# Web Mining Lab - 4   Selenium

Write a Python program to read the given website and extract the phone numbers and emails and contact addresses.

In [1]:
from selenium import webdriver
import re
import pandas as pd
import copy

In [2]:
# This opens the safari automated window.
# We need to allow automation in safari settings before running this.

driver = webdriver.Safari()

In [3]:
# This fetches the web page in the new window

driver.get("https://vit.ac.in")

In [4]:
# Open the Contact Us page

driver.find_element_by_xpath("//a[@title='Contact Us']").click()

In [79]:
# In the contact us page, all the contact details are in tables with class name as "table al_left table-bordered table-striped custom-style"

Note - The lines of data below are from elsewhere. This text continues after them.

impl Row {
    /// Create a new row with the `Arc<Bytes>` pattern.
    ///
    /// This is the primary constructor for the reduced-copy pattern.
    pub fn new(buffer: Arc<Bytes>, slices: Arc<[ColumnSlice]>, metadata: Arc<ColMetaData>) -> Self {
        Self {
            buffer,
            slices,
            metadata,
            values: None,
        }
    }

    /// Create a row from pre-parsed values (backward compatibility).
    ///
    /// This constructor supports existing code that works with `SqlValue` directly.
    /// It's less efficient than the buffer-based approach but maintains compatibility.
    #[allow(dead_code)]
    pub(crate) fn from_values(columns: Vec<Column>, values: Vec<SqlValue>) -> Self {
        let metadata = Arc::new(ColMetaData::new(columns));
        let slices: Arc<[ColumnSlice]> = values
            .iter()
            .enumerate()
            .map(|(i, v)| ColumnSlice::new(i as u32, 0, v.is_null()))
            .collect::<Vec<_>>()
            .into();

        Self {
            buffer: Arc::new(Bytes::new()),
            slices,
            metadata,
            values: Some(values.into()),
        }
    }

    // ========================================================================
    // Zero-Copy Access Methods (ADR-004)
    // ========================================================================

    /// Returns borrowed slice into buffer (zero additional allocation).
    ///
    /// This is the most efficient access method when you need raw bytes.
    #[must_use]
    pub fn get_bytes(&self, index: usize) -> Option<&[u8]> {
        let slice = self.slices.get(index)?;
        if slice.is_null {
            return None;
        }

        let start = slice.offset as usize;
        let end = start + slice.length as usize;

        if end <= self.buffer.len() {
            Some(&self.buffer[start..end])
        } else {
            None
        }
    }

    /// Returns Cow - borrowed if valid UTF-8, owned if conversion needed.
    ///
    /// For UTF-8 data, this returns a borrowed reference (zero allocation).
    /// For VARCHAR data with collation, uses collation-aware decoding.
    /// For UTF-16 data (NVARCHAR), decodes as UTF-16LE.
    ///
    /// # Collation-Aware Decoding
    ///
    /// When the `encoding` feature is enabled and the column has collation metadata,
    /// VARCHAR data is decoded using the appropriate character encoding based on the
    /// collation's LCID. This correctly handles:
    ///
    /// - Japanese (Shift_JIS/CP932)
    /// - Simplified Chinese (GB18030/CP936)
    /// - Traditional Chinese (Big5/CP950)
    /// - Korean (EUC-KR/CP949)
    /// - Windows code pages 874, 1250-1258
    /// - SQL Server 2019+ UTF-8 collations
    #[must_use]
    pub fn get_str(&self, index: usize) -> Option<Cow<'_, str>> {
        let bytes = self.get_bytes(index)?;

        // Try to interpret as UTF-8 first (zero allocation for ASCII/UTF-8 data)
        match std::str::from_utf8(bytes) {
            Ok(s) => Some(Cow::Borrowed(s)),
            Err(_) => {
                // Check if we have collation metadata for this column
                #[cfg(feature = "encoding")]
                if let Some(column) = self.metadata.get(index) {
                    if let Some(ref collation) = column.collation {
                        // Use collation-aware decoding for VARCHAR/CHAR types
                        if let Some(encoding) = collation.encoding() {
                            let (decoded, _, had_errors) = encoding.decode(bytes);
                            if had_errors {
                                tracing::warn!(
                                    column_name = %column.name,
                                    column_index = index,
                                    encoding = %encoding.name(),
                                    lcid = collation.lcid,
                                    byte_len = bytes.len(),
                                    "collation-aware decoding had errors, falling back to UTF-16LE"
                                );
                            } else {
                                return Some(Cow::Owned(decoded.into_owned()));
                            }
                        } else {
                            tracing::debug!(
                                column_name = %column.name,
                                column_index = index,
                                lcid = collation.lcid,
                                "no encoding found for LCID, falling back to UTF-16LE"
                            );
                        }
                    }
                }

                // Assume UTF-16LE (SQL Server NVARCHAR encoding)
                // This requires allocation for the conversion
                let utf16: Vec<u16> = bytes
                    .chunks_exact(2)
                    .map(|chunk| u16::from_le_bytes([chunk[0], chunk[1]]))
                    .collect();

                String::from_utf16(&utf16).ok().map(Cow::Owned)
            }
        }
    }

    /// Allocates new String (explicit allocation).
    ///
    /// Use this when you need an owned String.
    #[must_use]
    pub fn get_string(&self, index: usize) -> Option<String> {
        self.get_str(index).map(|cow| cow.into_owned())
    }

    // ========================================================================
    // Streaming Access (LOB support)
    // ========================================================================

    /// Get a streaming reader for a binary/text column.
    ///
    /// Returns a [`BlobReader`] that implements [`tokio::io::AsyncRead`] for
    /// streaming access to large binary or text columns. This is useful for:
    ///
    /// - Streaming large data to files without fully loading into memory
    /// - Processing data in chunks with progress tracking
    /// - Copying data between I/O destinations efficiently
    ///
    /// # Supported Column Types
    ///
    /// - `VARBINARY`, `VARBINARY(MAX)`
    /// - `VARCHAR`, `VARCHAR(MAX)`
    /// - `NVARCHAR`, `NVARCHAR(MAX)`
    /// - `TEXT`, `NTEXT`, `IMAGE` (legacy types)
    /// - `XML`
    ///
    /// # Example
    ///
    /// ```rust,ignore
    /// use tokio::io::AsyncWriteExt;
    ///
    /// // Stream a large VARBINARY(MAX) column to a file
    /// let mut reader = row.get_stream(0)?;
    /// let mut file = tokio::fs::File::create("output.bin").await?;
    /// tokio::io::copy(&mut reader, &mut file).await?;
    /// ```
    ///
    /// # Returns
    ///
    /// - `Some(BlobReader)` if the column contains binary/text data
    /// - `None` if the column is NULL or the index is out of bounds
    #[must_use]
    pub fn get_stream(&self, index: usize) -> Option<BlobReader> {
        let slice = self.slices.get(index)?;
        if slice.is_null {
            return None;
        }

        let start = slice.offset as usize;
        let end = start + slice.length as usize;

        if end <= self.buffer.len() {
            // Use zero-copy slicing from Arc<Bytes>
            let data = self.buffer.slice(start..end);
            Some(BlobReader::from_bytes(data))
        } else {
            None
        }
    }

    /// Get a streaming reader for a binary/text column by name.
    ///
    /// See [`get_stream`](Self::get_stream) for details.
    ///
    /// # Example
    ///
    /// ```rust,ignore
    /// let mut reader = row.get_stream_by_name("document_content")?;
    /// // Process the blob stream...
    /// ```
    #[must_use]
    pub fn get_stream_by_name(&self, name: &str) -> Option<BlobReader> {
        let index = self.metadata.find_by_name(name)?;
        self.get_stream(index)
    }

    // ========================================================================
    // Type-Converting Access (FromSql trait)
    // ========================================================================

    /// Get a value by column index with type conversion.
    ///
    /// Uses the `FromSql` trait to convert the raw value to the requested type.
    pub fn get<T: FromSql>(&self, index: usize) -> Result<T, TypeError> {
        // If we have cached values, use them
        if let Some(ref values) = self.values {
            return values
                .get(index)
                .ok_or_else(|| TypeError::TypeMismatch {
                    expected: "valid column index",
                    actual: format!("index {index} out of bounds"),
                })
                .and_then(T::from_sql);
        }

        // Otherwise, parse on demand from the buffer
        let slice = self
            .slices
            .get(index)
            .ok_or_else(|| TypeError::TypeMismatch {
                expected: "valid column index",
                actual: format!("index {index} out of bounds"),
            })?;

        if slice.is_null {
            return Err(TypeError::UnexpectedNull);
        }

        // Parse via SqlValue then convert to target type
        // Note: parse_value uses zero-copy buffer slicing (Arc<Bytes>::slice)
        let value = self.parse_value(index, slice)?;
        T::from_sql(&value)
    }

    /// Get a value by column name with type conversion.
    pub fn get_by_name<T: FromSql>(&self, name: &str) -> Result<T, TypeError> {
        let index = self
            .metadata
            .find_by_name(name)
            .ok_or_else(|| TypeError::TypeMismatch {
                expected: "valid column name",
                actual: format!("column '{name}' not found"),
            })?;

        self.get(index)
    }

    /// Try to get a value by column index, returning None if NULL or not found.
    pub fn try_get<T: FromSql>(&self, index: usize) -> Option<T> {
        // If we have cached values, use them
        if let Some(ref values) = self.values {
            return values
                .get(index)
                .and_then(|v| T::from_sql_nullable(v).ok().flatten());
        }

        // Otherwise check the slice
        let slice = self.slices.get(index)?;
        if slice.is_null {
            return None;
        }

        self.get(index).ok()
    }

    /// Try to get a value by column name, returning None if NULL or not found.
    pub fn try_get_by_name<T: FromSql>(&self, name: &str) -> Option<T> {
        let index = self.metadata.find_by_name(name)?;
        self.try_get(index)
    }

    // ========================================================================
    // Raw Value Access (backward compatibility)
    // ========================================================================

    /// Get the raw SQL value by index.
    ///
    /// Note: This may allocate if values haven't been cached.
    #[must_use]
    pub fn get_raw(&self, index: usize) -> Option<SqlValue> {
        if let Some(ref values) = self.values {
            return values.get(index).cloned();
        }

        let slice = self.slices.get(index)?;
        self.parse_value(index, slice).ok()
    }

    /// Get the raw SQL value by column name.
    #[must_use]
    pub fn get_raw_by_name(&self, name: &str) -> Option<SqlValue> {
        let index = self.metadata.find_by_name(name)?;
        self.get_raw(index)
    }

    // ========================================================================
    // Metadata Access
    // ========================================================================

    /// Get the number of columns in the row.
    #[must_use]
    pub fn len(&self) -> usize {
        self.slices.len()
    }

    /// Check if the row is empty.
    #[must_use]
    pub fn is_empty(&self) -> bool {
        self.slices.is_empty()
    }

    /// Get the column metadata.
    #[must_use]
    pub fn columns(&self) -> &[Column] {
        &self.metadata.columns
    }

    /// Get the shared column metadata.
    #[must_use]
    pub fn metadata(&self) -> &Arc<ColMetaData> {
        &self.metadata
    }

    /// Check if a column value is NULL.
    #[must_use]
    pub fn is_null(&self, index: usize) -> bool {
        self.slices.get(index).map(|s| s.is_null).unwrap_or(true)
    }

    /// Check if a column value is NULL by name.
    #[must_use]
    pub fn is_null_by_name(&self, name: &str) -> bool {
        self.metadata
            .find_by_name(name)
            .map(|i| self.is_null(i))
            .unwrap_or(true)
    }

    // ========================================================================
    // Internal Helpers
    // ========================================================================

    /// Parse a value from the buffer at the given slice.
    ///
    /// Uses the mssql-types decode module for efficient binary parsing.
    /// Optimized to use zero-copy buffer slicing via Arc<Bytes>.
    fn parse_value(&self, index: usize, slice: &ColumnSlice) -> Result<SqlValue, TypeError> {
        if slice.is_null {
            return Ok(SqlValue::Null);
        }

        let column = self
            .metadata
            .get(index)
            .ok_or_else(|| TypeError::TypeMismatch {
                expected: "valid column metadata",
                actual: format!("no metadata for column {index}"),
            })?;

        // Calculate byte range for this column
        let start = slice.offset as usize;
        let end = start + slice.length as usize;

        // Validate range
        if end > self.buffer.len() {
            return Err(TypeError::TypeMismatch {
                expected: "valid byte range",
                actual: format!(
                    "range {}..{} exceeds buffer length {}",
                    start,
                    end,
                    self.buffer.len()
                ),
            });
        }

        // Convert column metadata to TypeInfo for the decode module
        let type_info = column.to_type_info();

        // Use zero-copy slice of the buffer instead of allocating
        // This avoids the overhead of Bytes::copy_from_slice
        let mut buf = self.buffer.slice(start..end);

        // Use the unified decode module for efficient parsing
        decode_value(&mut buf, &type_info)
    }
}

# Get all the tables with that class name
tables = driver.find_elements_by_css_selector('.table.al_left.table-bordered.table-striped.custom-style')

tables

[<selenium.webdriver.remote.webelement.WebElement (session="1BB04390-3F06-4125-8B84-1B2692FE857E", element="node-E98624DE-BCE7-4EA2-8B28-FA87524A889F")>,
 <selenium.webdriver.remote.webelement.WebElement (session="1BB04390-3F06-4125-8B84-1B2692FE857E", element="node-6B5F557B-F6BF-45DB-9AAE-A9448F2A78EE")>,
 <selenium.webdriver.remote.webelement.WebElement (session="1BB04390-3F06-4125-8B84-1B2692FE857E", element="node-5D34AA5F-AF7F-48A4-9164-4C722578E5E6")>]

In [99]:
# The first table is different

item = tables[0]
# Get the rows
tds = item.find_elements_by_xpath("./tbody/tr/td")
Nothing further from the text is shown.